_DATA TO EXAMINE_.
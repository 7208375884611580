use std::collections::HashMap;
use std::sync::Mutex;
use std::sync::MutexGuard;

use async_trait::async_trait;
use chrono::Utc;

use crate::domain::auth::models::PasswordRedemption;
use crate::domain::auth::models::RedemptionOutcome;
use crate::domain::auth::models::ResetToken;
use crate::domain::auth::models::SessionToken;
use crate::domain::auth::ports::ResetRepository;
use crate::domain::auth::ports::SessionRepository;
use crate::domain::errors::PersistenceError;
use crate::domain::health::DatabaseHealth;
use crate::domain::user::models::EmailAddress;
use crate::domain::user::models::PageRequest;
use crate::domain::user::models::User;
use crate::domain::user::models::UserFilter;
use crate::domain::user::models::UserId;
use crate::domain::user::ports::UserRepository;

#[derive(Default)]
struct State {
    users: HashMap<UserId, User>,
    sessions: HashMap<String, SessionToken>,
    resets: HashMap<String, ResetToken>,
}

/// Process-local store implementing every repository port.
///
/// A single mutex guards all three tables, held only for the duration of one
/// call, so `redeem` is atomic with respect to every other operation.
#[derive(Default)]
pub struct InMemoryStore {
    state: Mutex<State>,
}

impl InMemoryStore {
    pub fn new() -> Self {
        Self::default()
    }

    fn state(&self) -> Result<MutexGuard<'_, State>, PersistenceError> {
        self.state
            .lock()
            .map_err(|_| PersistenceError::Unavailable("in-memory store lock poisoned".to_string()))
    }

    /// Number of stored reset records for `email`.
    pub fn reset_count(&self, email: &EmailAddress) -> Result<usize, PersistenceError> {
        Ok(self
            .state()?
            .resets
            .values()
            .filter(|reset| &reset.email == email)
            .count())
    }

    /// Number of stored sessions, live or not.
    pub fn session_count(&self) -> Result<usize, PersistenceError> {
        Ok(self.state()?.sessions.len())
    }
}

#[async_trait]
impl UserRepository for InMemoryStore {
    async fn create(&self, user: User) -> Result<User, PersistenceError> {
        let mut state = self.state()?;

        if state.users.values().any(|u| u.email == user.email) {
            return Err(PersistenceError::Duplicate("users_email_key".to_string()));
        }

        state.users.insert(user.id, user.clone());
        Ok(user)
    }

    async fn find_by_email(&self, email: &EmailAddress) -> Result<Option<User>, PersistenceError> {
        Ok(self
            .state()?
            .users
            .values()
            .find(|u| &u.email == email)
            .cloned())
    }

    async fn find_by_id(&self, id: &UserId) -> Result<Option<User>, PersistenceError> {
        Ok(self.state()?.users.get(id).cloned())
    }

    async fn update(&self, mut user: User) -> Result<User, PersistenceError> {
        let mut state = self.state()?;

        if state
            .users
            .values()
            .any(|u| u.id != user.id && u.email == user.email)
        {
            return Err(PersistenceError::Duplicate("users_email_key".to_string()));
        }

        match state.users.get_mut(&user.id) {
            Some(stored) => {
                user.updated_at = Utc::now();
                *stored = user.clone();
                Ok(user)
            }
            None => Err(PersistenceError::NotFound(format!("user {}", user.id))),
        }
    }

    async fn list(
        &self,
        filter: &UserFilter,
        page: &PageRequest,
    ) -> Result<(Vec<User>, u64), PersistenceError> {
        let state = self.state()?;

        let mut matching: Vec<&User> = state.users.values().filter(|u| filter.matches(u)).collect();
        matching.sort_by(|a, b| b.created_at.cmp(&a.created_at));

        let total = matching.len() as u64;
        let items = matching
            .into_iter()
            .skip(page.offset() as usize)
            .take(page.limit as usize)
            .cloned()
            .collect();

        Ok((items, total))
    }
}

#[async_trait]
impl SessionRepository for InMemoryStore {
    async fn create(&self, session: SessionToken) -> Result<SessionToken, PersistenceError> {
        let mut state = self.state()?;

        if state.sessions.contains_key(&session.token) {
            return Err(PersistenceError::Duplicate(
                "refresh_tokens_token_key".to_string(),
            ));
        }

        state.sessions.insert(session.token.clone(), session.clone());
        Ok(session)
    }

    async fn find(&self, token: &str) -> Result<Option<SessionToken>, PersistenceError> {
        Ok(self.state()?.sessions.get(token).cloned())
    }

    async fn revoke(&self, token: &str) -> Result<bool, PersistenceError> {
        let mut state = self.state()?;

        match state.sessions.get_mut(token) {
            Some(session) if !session.revoked => {
                session.revoked = true;
                Ok(true)
            }
            _ => Ok(false),
        }
    }

    async fn revoke_all(&self, user_id: &UserId) -> Result<u64, PersistenceError> {
        let mut state = self.state()?;
        Ok(revoke_sessions(&mut state, user_id))
    }

    async fn cleanup_expired(&self) -> Result<u64, PersistenceError> {
        let mut state = self.state()?;
        let now = Utc::now();

        let before = state.sessions.len();
        state
            .sessions
            .retain(|_, session| !session.revoked && !session.is_expired(now));

        Ok((before - state.sessions.len()) as u64)
    }
}

fn revoke_sessions(state: &mut State, user_id: &UserId) -> u64 {
    let mut revoked = 0;
    for session in state.sessions.values_mut() {
        if session.user_id == *user_id && !session.revoked {
            session.revoked = true;
            revoked += 1;
        }
    }
    revoked
}

#[async_trait]
impl ResetRepository for InMemoryStore {
    async fn create(&self, reset: ResetToken) -> Result<ResetToken, PersistenceError> {
        let mut state = self.state()?;

        if state.resets.contains_key(&reset.token) {
            return Err(PersistenceError::Duplicate(
                "password_resets_token_key".to_string(),
            ));
        }

        state.resets.insert(reset.token.clone(), reset.clone());
        Ok(reset)
    }

    async fn find(&self, token: &str) -> Result<Option<ResetToken>, PersistenceError> {
        Ok(self.state()?.resets.get(token).cloned())
    }

    async fn mark_used(&self, token: &str) -> Result<bool, PersistenceError> {
        let mut state = self.state()?;

        match state.resets.get_mut(token) {
            Some(reset) if !reset.used => {
                reset.used = true;
                Ok(true)
            }
            _ => Ok(false),
        }
    }

    async fn redeem(
        &self,
        redemption: &PasswordRedemption,
    ) -> Result<RedemptionOutcome, PersistenceError> {
        let mut state = self.state()?;

        match state.resets.get(&redemption.token) {
            Some(reset) if !reset.used => {}
            _ => return Ok(RedemptionOutcome::AlreadyUsed),
        }

        let Some(user) = state.users.get_mut(&redemption.user_id) else {
            return Err(PersistenceError::NotFound(format!(
                "user {}",
                redemption.user_id
            )));
        };
        user.password_hash = redemption.password_hash.clone();
        user.updated_at = Utc::now();

        if let Some(reset) = state.resets.get_mut(&redemption.token) {
            reset.used = true;
        }

        let revoked_sessions = revoke_sessions(&mut state, &redemption.user_id);

        Ok(RedemptionOutcome::Redeemed { revoked_sessions })
    }

    async fn cleanup_expired(&self) -> Result<u64, PersistenceError> {
        let mut state = self.state()?;
        let now = Utc::now();

        let before = state.resets.len();
        state
            .resets
            .retain(|_, reset| !reset.used && !reset.is_expired(now));

        Ok((before - state.resets.len()) as u64)
    }
}

#[async_trait]
impl DatabaseHealth for InMemoryStore {
    async fn ping(&self) -> Result<(), PersistenceError> {
        self.state().map(|_| ())
    }
}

_TASK STATEMENT_.
Return the whole listing above verbatim.

_ANSWER TO THIS PROBLEM_.
repository 7208375884611580
use std::collections::HashMap;
use std::sync::Mutex;
use std::sync::MutexGuard;

use async_trait::async_trait;
use chrono::Utc;

use crate::domain::auth::models::PasswordRedemption;
use crate::domain::auth::models::RedemptionOutcome;
use crate::domain::auth::models::ResetToken;
use crate::domain::auth::models::SessionToken;
use crate::domain::auth::ports::ResetRepository;
use crate::domain::auth::ports::SessionRepository;
use crate::domain::errors::PersistenceError;
use crate::domain::health::DatabaseHealth;
use crate::domain::user::models::EmailAddress;
use crate::domain::user::models::PageRequest;
use crate::domain::user::models::User;
use crate::domain::user::models::UserFilter;
use crate::domain::user::models::UserId;
use crate::domain::user::ports::UserRepository;

#[derive(Default)]
struct State {
    users: HashMap<UserId, User>,
    sessions: HashMap<String, SessionToken>,
    resets: HashMap<String, ResetToken>,
}

/// Process-local store implementing every repository port.
///
/// A single mutex guards all three tables, held only for the duration of one
/// call, so `redeem` is atomic with respect to every other operation.
#[derive(Default)]
pub struct InMemoryStore {
    state: Mutex<State>,
}

impl InMemoryStore {
    pub fn new() -> Self {
        Self::default()
    }

    fn state(&self) -> Result<MutexGuard<'_, State>, PersistenceError> {
        self.state
            .lock()
            .map_err(|_| PersistenceError::Unavailable("in-memory store lock poisoned".to_string()))
    }

    /// Number of stored reset records for `email`.
    pub fn reset_count(&self, email: &EmailAddress) -> Result<usize, PersistenceError> {
        Ok(self
            .state()?
            .resets
            .values()
            .filter(|reset| &reset.email == email)
            .count())
    }

    /// Number of stored sessions, live or not.
    pub fn session_count(&self) -> Result<usize, PersistenceError> {
        Ok(self.state()?.sessions.len())
    }
}

#[async_trait]
impl UserRepository for InMemoryStore {
    async fn create(&self, user: User) -> Result<User, PersistenceError> {
        let mut state = self.state()?;

        if state.users.values().any(|u| u.email == user.email) {
            return Err(PersistenceError::Duplicate("users_email_key".to_string()));
        }

        state.users.insert(user.id, user.clone());
        Ok(user)
    }

    async fn find_by_email(&self, email: &EmailAddress) -> Result<Option<User>, PersistenceError> {
        Ok(self
            .state()?
            .users
            .values()
            .find(|u| &u.email == email)
            .cloned())
    }

    async fn find_by_id(&self, id: &UserId) -> Result<Option<User>, PersistenceError> {
        Ok(self.state()?.users.get(id).cloned())
    }

    async fn update(&self, mut user: User) -> Result<User, PersistenceError> {
        let mut state = self.state()?;

        if state
            .users
            .values()
            .any(|u| u.id != user.id && u.email == user.email)
        {
            return Err(PersistenceError::Duplicate("users_email_key".to_string()));
        }

        match state.users.get_mut(&user.id) {
            Some(stored) => {
                user.updated_at = Utc::now();
                *stored = user.clone();
                Ok(user)
            }
            None => Err(PersistenceError::NotFound(format!("user {}", user.id))),
        }
    }

    async fn list(
        &self,
        filter: &UserFilter,
        page: &PageRequest,
    ) -> Result<(Vec<User>, u64), PersistenceError> {
        let state = self.state()?;

        let mut matching: Vec<&User> = state.users.values().filter(|u| filter.matches(u)).collect();
        matching.sort_by(|a, b| b.created_at.cmp(&a.created_at));

        let total = matching.len() as u64;
        let items = matching
            .into_iter()
            .skip(page.offset() as usize)
            .take(page.limit as usize)
            .cloned()
            .collect();

        Ok((items, total))
    }
}

#[async_trait]
impl SessionRepository for InMemoryStore {
    async fn create(&self, session: SessionToken) -> Result<SessionToken, PersistenceError> {
        let mut state = self.state()?;

        if state.sessions.contains_key(&session.token) {
            return Err(PersistenceError::Duplicate(
                "refresh_tokens_token_key".to_string(),
            ));
        }

        state.sessions.insert(session.token.clone(), session.clone());
        Ok(session)
    }

    async fn find(&self, token: &str) -> Result<Option<SessionToken>, PersistenceError> {
        Ok(self.state()?.sessions.get(token).cloned())
    }

    async fn revoke(&self, token: &str) -> Result<bool, PersistenceError> {
        let mut state = self.state()?;

        match state.sessions.get_mut(token) {
            Some(session) if !session.revoked => {
                session.revoked = true;
                Ok(true)
            }
            _ => Ok(false),
        }
    }

    async fn revoke_all(&self, user_id: &UserId) -> Result<u64, PersistenceError> {
        let mut state = self.state()?;
        Ok(revoke_sessions(&mut state, user_id))
    }

    async fn cleanup_expired(&self) -> Result<u64, PersistenceError> {
        let mut state = self.state()?;
        let now = Utc::now();

        let before = state.sessions.len();
        state
            .sessions
            .retain(|_, session| !session.revoked && !session.is_expired(now));

        Ok((before - state.sessions.len()) as u64)
    }
}

fn revoke_sessions(state: &mut State, user_id: &UserId) -> u64 {
    let mut revoked = 0;
    for session in state.sessions.values_mut() {
        if session.user_id == *user_id && !session.revoked {
            session.revoked = true;
            revoked += 1;
        }
    }
    revoked
}

#[async_trait]
impl ResetRepository for InMemoryStore {
    async fn create(&self, reset: ResetToken) -> Result<ResetToken, PersistenceError> {
        let mut state = self.state()?;

        if state.resets.contains_key(&reset.token) {
            return Err(PersistenceError::Duplicate(
                "password_resets_token_key".to_string(),
            ));
        }

        state.resets.insert(reset.token.clone(), reset.clone());
        Ok(reset)
    }

    async fn find(&self, token: &str) -> Result<Option<ResetToken>, PersistenceError> {
        Ok(self.state()?.resets.get(token).cloned())
    }

    async fn mark_used(&self, token: &str) -> Result<bool, PersistenceError> {
        let mut state = self.state()?;

        match state.resets.get_mut(token) {
            Some(reset) if !reset.used => {
                reset.used = true;
                Ok(true)
            }
            _ => Ok(false),
        }
    }

    async fn redeem(
        &self,
        redemption: &PasswordRedemption,
    ) -> Result<RedemptionOutcome, PersistenceError> {
        let mut state = self.state()?;

        match state.resets.get(&redemption.token) {
            Some(reset) if !reset.used => {}
            _ => return Ok(RedemptionOutcome::AlreadyUsed),
        }

        let Some(user) = state.users.get_mut(&redemption.user_id) else {
            return Err(PersistenceError::NotFound(format!(
                "user {}",
                redemption.user_id
            )));
        };
        user.password_hash = redemption.password_hash.clone();
        user.updated_at = Utc::now();

        if let Some(reset) = state.resets.get_mut(&redemption.token) {
            reset.used = true;
        }

        let revoked_sessions = revoke_sessions(&mut state, &redemption.user_id);

        Ok(RedemptionOutcome::Redeemed { revoked_sessions })
    }

    async fn cleanup_expired(&self) -> Result<u64, PersistenceError> {
        let mut state = self.state()?;
        let now = Utc::now();

        let before = state.resets.len();
        state
            .resets
            .retain(|_, reset| !reset.used && !reset.is_expired(now));

        Ok((before - state.resets.len()) as u64)
    }
}

#[async_trait]
impl DatabaseHealth for InMemoryStore {
    async fn ping(&self) -> Result<(), PersistenceError> {
        self.state().map(|_| ())
    }
}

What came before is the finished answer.